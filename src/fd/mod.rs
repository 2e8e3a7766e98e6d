//! File descriptor table: per-fd readiness state, the update list and
//! the speculative list.
//!
//! The table is the shared ground between descriptor owners and the
//! poller:
//!
//! - owners register descriptors with [`FdTab::insert`] and drop them
//!   with [`FdTab::delete`],
//! - callbacks declare interest through [`FdTab::set_active`] /
//!   [`FdTab::set_polled`] / [`FdTab::clear`],
//! - the poller drains the update list, maintains the speculative list
//!   and dispatches readiness through the stored callbacks.
//!
//! All mutating operations here are O(1) and never perform a syscall
//! (except [`FdTab::delete`], which closes the descriptor). They may be
//! called from inside an I/O callback, including on descriptors other
//! than the one being dispatched: changes are recorded in the update
//! list and applied at the start of the next tick.

pub(crate) mod event;
pub(crate) mod state;

pub use event::IoEvents;
pub use state::{Direction, FdState, EV_ACTIVE, EV_POLLED, EV_STATUS};

use state::{EV_CURR_MASK, EV_PREV_MASK};

use std::os::fd::RawFd;
use std::rc::Rc;

use log::trace;

/// I/O callback invoked when a descriptor is deemed ready.
///
/// Callbacks receive the table itself so they may mutate the readiness
/// state of any descriptor, including creating or deleting descriptors.
/// They run to completion on the polling thread and must not block; a
/// callback that cannot make progress calls [`FdTab::set_polled`] and
/// returns.
pub type IoCallback = Rc<dyn Fn(&mut FdTab, RawFd)>;

/// Spec-list back-pointer value for "not a member".
const NO_SPEC: usize = usize::MAX;

/// One slot of the descriptor table.
pub(crate) struct FdEntry {
    /// Whether the slot is currently owned by an open descriptor.
    pub(crate) owned: bool,

    /// Callback driving the descriptor, if any.
    pub(crate) iocb: Option<IoCallback>,

    /// Readiness bits as of the last dispatch.
    pub(crate) ev: IoEvents,

    /// Packed current/previous readiness state.
    pub(crate) state: FdState,

    /// The fd is enqueued in the update list.
    pub(crate) updated: bool,

    /// The fd was created since the currently executing tick began.
    pub(crate) new: bool,

    /// Back-pointer into the spec list, or [`NO_SPEC`].
    pub(crate) spec_pos: usize,
}

impl FdEntry {
    fn vacant() -> Self {
        Self {
            owned: false,
            iocb: None,
            ev: IoEvents::empty(),
            state: FdState::default(),
            updated: false,
            new: false,
            spec_pos: NO_SPEC,
        }
    }
}

/// The descriptor table.
///
/// Sized once for `maxsock` descriptors; slots are addressed directly
/// by fd number. The table also owns the two lists that drive the
/// speculative poller:
///
/// - the *update list*, an insertion-ordered, deduplicated queue of fds
///   whose state changed since the last tick,
/// - the *spec list*, a dense set of fds currently carrying at least
///   one active direction, with an index back-pointer on each slot so
///   membership changes are O(1) swap-with-last.
pub struct FdTab {
    entries: Vec<FdEntry>,

    /// Fds whose state changed since the last drain, in enqueue order.
    pub(crate) updt: Vec<RawFd>,

    /// Dense list of fds with at least one active direction.
    pub(crate) spec: Vec<RawFd>,

    /// One past the highest owned fd.
    maxfd: usize,

    /// Set by the poller while callbacks are firing.
    pub(crate) in_poll_loop: bool,
}

impl FdTab {
    /// Creates a table with room for `maxsock` descriptors.
    pub fn new(maxsock: usize) -> Self {
        assert!(maxsock > 0, "maxsock must be > 0");

        Self {
            entries: (0..maxsock).map(|_| FdEntry::vacant()).collect(),
            updt: Vec::with_capacity(maxsock),
            spec: Vec::with_capacity(maxsock),
            maxfd: 0,
            in_poll_loop: false,
        }
    }

    /// Number of slots in the table.
    pub fn maxsock(&self) -> usize {
        self.entries.len()
    }

    /// One past the highest fd currently in use.
    pub fn max_fd_in_use(&self) -> usize {
        self.maxfd
    }

    /// Number of fds enqueued in the update list.
    pub fn nb_updt(&self) -> usize {
        self.updt.len()
    }

    /// Number of fds in the speculative list.
    pub fn nb_spec(&self) -> usize {
        self.spec.len()
    }

    /// Whether poller callbacks are currently firing.
    ///
    /// Callbacks must not re-enter the poll loop; this flag lets
    /// external code assert that.
    pub fn in_poll_loop(&self) -> bool {
        self.in_poll_loop
    }

    /// Whether `fd` is currently owned.
    pub fn is_owned(&self, fd: RawFd) -> bool {
        self.entries[fd as usize].owned
    }

    /// Whether `fd` currently sits in the speculative list.
    pub fn in_spec_list(&self, fd: RawFd) -> bool {
        self.entries[fd as usize].spec_pos != NO_SPEC
    }

    /// Whether `fd` currently sits in the update list.
    pub fn is_updated(&self, fd: RawFd) -> bool {
        self.entries[fd as usize].updated
    }

    /// Packed readiness state of `fd`.
    pub fn state(&self, fd: RawFd) -> FdState {
        self.entries[fd as usize].state
    }

    /// Readiness bits of `fd` as of the last dispatch.
    pub fn ev(&self, fd: RawFd) -> IoEvents {
        self.entries[fd as usize].ev
    }

    /// ORs `bits` into the readiness bits of `fd`.
    ///
    /// Combined with the sticky subset this lets external code pin a
    /// deferred error indication on a descriptor so the next dispatch
    /// sees it.
    pub fn add_ev(&mut self, fd: RawFd, bits: IoEvents) {
        self.entries[fd as usize].ev |= bits;
    }

    /// Registers an open descriptor.
    ///
    /// The slot is reset, marked owned and flagged `new` so the poller
    /// can drive it once within the tick that created it. The
    /// descriptor enters the update list only when a state operation is
    /// first applied to it.
    ///
    /// # Panics
    ///
    /// Panics if `fd` is outside the table.
    pub fn insert(&mut self, fd: RawFd, iocb: Option<IoCallback>) {
        let idx = fd as usize;
        assert!(idx < self.entries.len(), "fd {fd} beyond table capacity");

        let e = &mut self.entries[idx];
        debug_assert!(!e.owned, "fd {fd} inserted twice");

        e.owned = true;
        e.iocb = iocb;
        e.ev = IoEvents::empty();
        e.state = FdState::default();
        e.updated = false;
        e.new = true;
        e.spec_pos = NO_SPEC;

        if idx >= self.maxfd {
            self.maxfd = idx + 1;
        }

        trace!("fd {fd} registered");
    }

    /// Releases a descriptor and closes it.
    ///
    /// The spec-list entry is dropped and both state nibbles are zeroed
    /// before the close; no kernel interest-set DEL is issued since the
    /// OS drops closed descriptors from the interest set itself. A
    /// stale update-list entry may remain; the next drain turns it into
    /// a no-op.
    pub fn delete(&mut self, fd: RawFd) {
        debug_assert!(self.entries[fd as usize].owned, "delete on closed fd {fd}");

        self.close_notify(fd);

        unsafe {
            libc::close(fd);
        }

        let e = &mut self.entries[fd as usize];
        e.owned = false;
        e.iocb = None;
        e.ev = IoEvents::empty();
        e.new = false;

        while self.maxfd > 0 && !self.entries[self.maxfd - 1].owned {
            self.maxfd -= 1;
        }

        trace!("fd {fd} released");
    }

    /// Current status bits of `fd` for `dir`; any nonzero value means
    /// the callback has declared interest in that direction.
    pub fn is_set(&self, fd: RawFd, dir: Direction) -> u8 {
        debug_assert!(self.entries[fd as usize].owned, "is_set on closed fd {fd}");

        self.entries[fd as usize].state.status(dir)
    }

    /// Requests a speculative invocation of `fd` for `dir` next tick.
    ///
    /// The polled bit is deliberately left in place: clearing it would
    /// cost a syscall on the next drain with no gain, since a
    /// descriptor that is ready now will typically stay ready.
    pub fn set_active(&mut self, fd: RawFd, dir: Direction) {
        debug_assert!(
            self.entries[fd as usize].owned,
            "set_active on closed fd {fd}"
        );

        let i = self.entries[fd as usize].state.status(dir);
        if i & EV_ACTIVE != 0 {
            return;
        }

        self.updt_fd(fd);
        self.entries[fd as usize].state.0 |= EV_ACTIVE << dir.shift();
    }

    /// Hands `fd` back to the kernel interest set for `dir`.
    ///
    /// Called by a callback that consumed nothing and needs readiness
    /// reported by the kernel. The direction transitions to exactly
    /// polled, clearing the active bit.
    pub fn set_polled(&mut self, fd: RawFd, dir: Direction) {
        debug_assert!(
            self.entries[fd as usize].owned,
            "set_polled on closed fd {fd}"
        );

        let i = self.entries[fd as usize].state.status(dir);
        if i == EV_POLLED {
            return;
        }

        self.updt_fd(fd);
        self.entries[fd as usize].state.0 ^= (i ^ EV_POLLED) << dir.shift();
    }

    /// Drops all interest of `fd` in `dir`.
    pub fn clear(&mut self, fd: RawFd, dir: Direction) {
        debug_assert!(self.entries[fd as usize].owned, "clear on closed fd {fd}");

        let i = self.entries[fd as usize].state.status(dir);
        if i == 0 {
            return;
        }

        self.updt_fd(fd);
        self.entries[fd as usize].state.0 ^= i << dir.shift();
    }

    /// Drops all interest of `fd` in both directions.
    pub fn remove(&mut self, fd: RawFd) {
        self.clear(fd, Direction::Read);
        self.clear(fd, Direction::Write);
    }

    /// Forgets all readiness state of `fd` ahead of a close.
    ///
    /// The spec-list entry is released and both nibbles zeroed. No
    /// kernel DEL is issued: the OS removes closed descriptors from the
    /// interest set automatically, so the fd simply appears as never
    /// set.
    pub fn close_notify(&mut self, fd: RawFd) {
        self.release_spec_entry(fd);
        self.entries[fd as usize].state.0 &= !(EV_CURR_MASK | EV_PREV_MASK);
    }

    /// Appends `fd` to the update list unless already enqueued.
    pub(crate) fn updt_fd(&mut self, fd: RawFd) {
        let e = &mut self.entries[fd as usize];
        if e.updated {
            return;
        }

        e.updated = true;
        self.updt.push(fd);
    }

    /// Grants `fd` a spec-list slot unless it already has one.
    pub(crate) fn alloc_spec_entry(&mut self, fd: RawFd) {
        let e = &mut self.entries[fd as usize];
        if e.spec_pos != NO_SPEC {
            return;
        }

        e.spec_pos = self.spec.len();
        self.spec.push(fd);
    }

    /// Releases the spec-list slot of `fd`, if any.
    ///
    /// The last list element is swapped into the freed position and its
    /// back-pointer fixed up, so removal never shifts the list.
    pub(crate) fn release_spec_entry(&mut self, fd: RawFd) {
        let pos = self.entries[fd as usize].spec_pos;
        if pos == NO_SPEC {
            return;
        }

        self.entries[fd as usize].spec_pos = NO_SPEC;

        let last = self.spec.pop().expect("spec list empty with live entry");
        if pos < self.spec.len() {
            self.spec[pos] = last;
            self.entries[last as usize].spec_pos = pos;
        }
    }

    /// Clone of the callback stored for `fd`, if any.
    pub(crate) fn callback(&self, fd: RawFd) -> Option<IoCallback> {
        self.entries[fd as usize].iocb.clone()
    }

    pub(crate) fn entry(&self, fd: RawFd) -> &FdEntry {
        &self.entries[fd as usize]
    }

    pub(crate) fn entry_mut(&mut self, fd: RawFd) -> &mut FdEntry {
        &mut self.entries[fd as usize]
    }
}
+++
### TASK STATEMENT
Would you print exactly and only the lines of the material above that run from the line with "the next tick." through the line with "or deleting descriptors.", both included?

### OUTPUT OF THE TASK
//! list and applied at the start of the next tick.

pub(crate) mod event;
pub(crate) mod state;

pub use event::IoEvents;
pub use state::{Direction, FdState, EV_ACTIVE, EV_POLLED, EV_STATUS};

use state::{EV_CURR_MASK, EV_PREV_MASK};

use std::os::fd::RawFd;
use std::rc::Rc;

use log::trace;

/// I/O callback invoked when a descriptor is deemed ready.
///
/// Callbacks receive the table itself so they may mutate the readiness
/// state of any descriptor, including creating or deleting descriptors.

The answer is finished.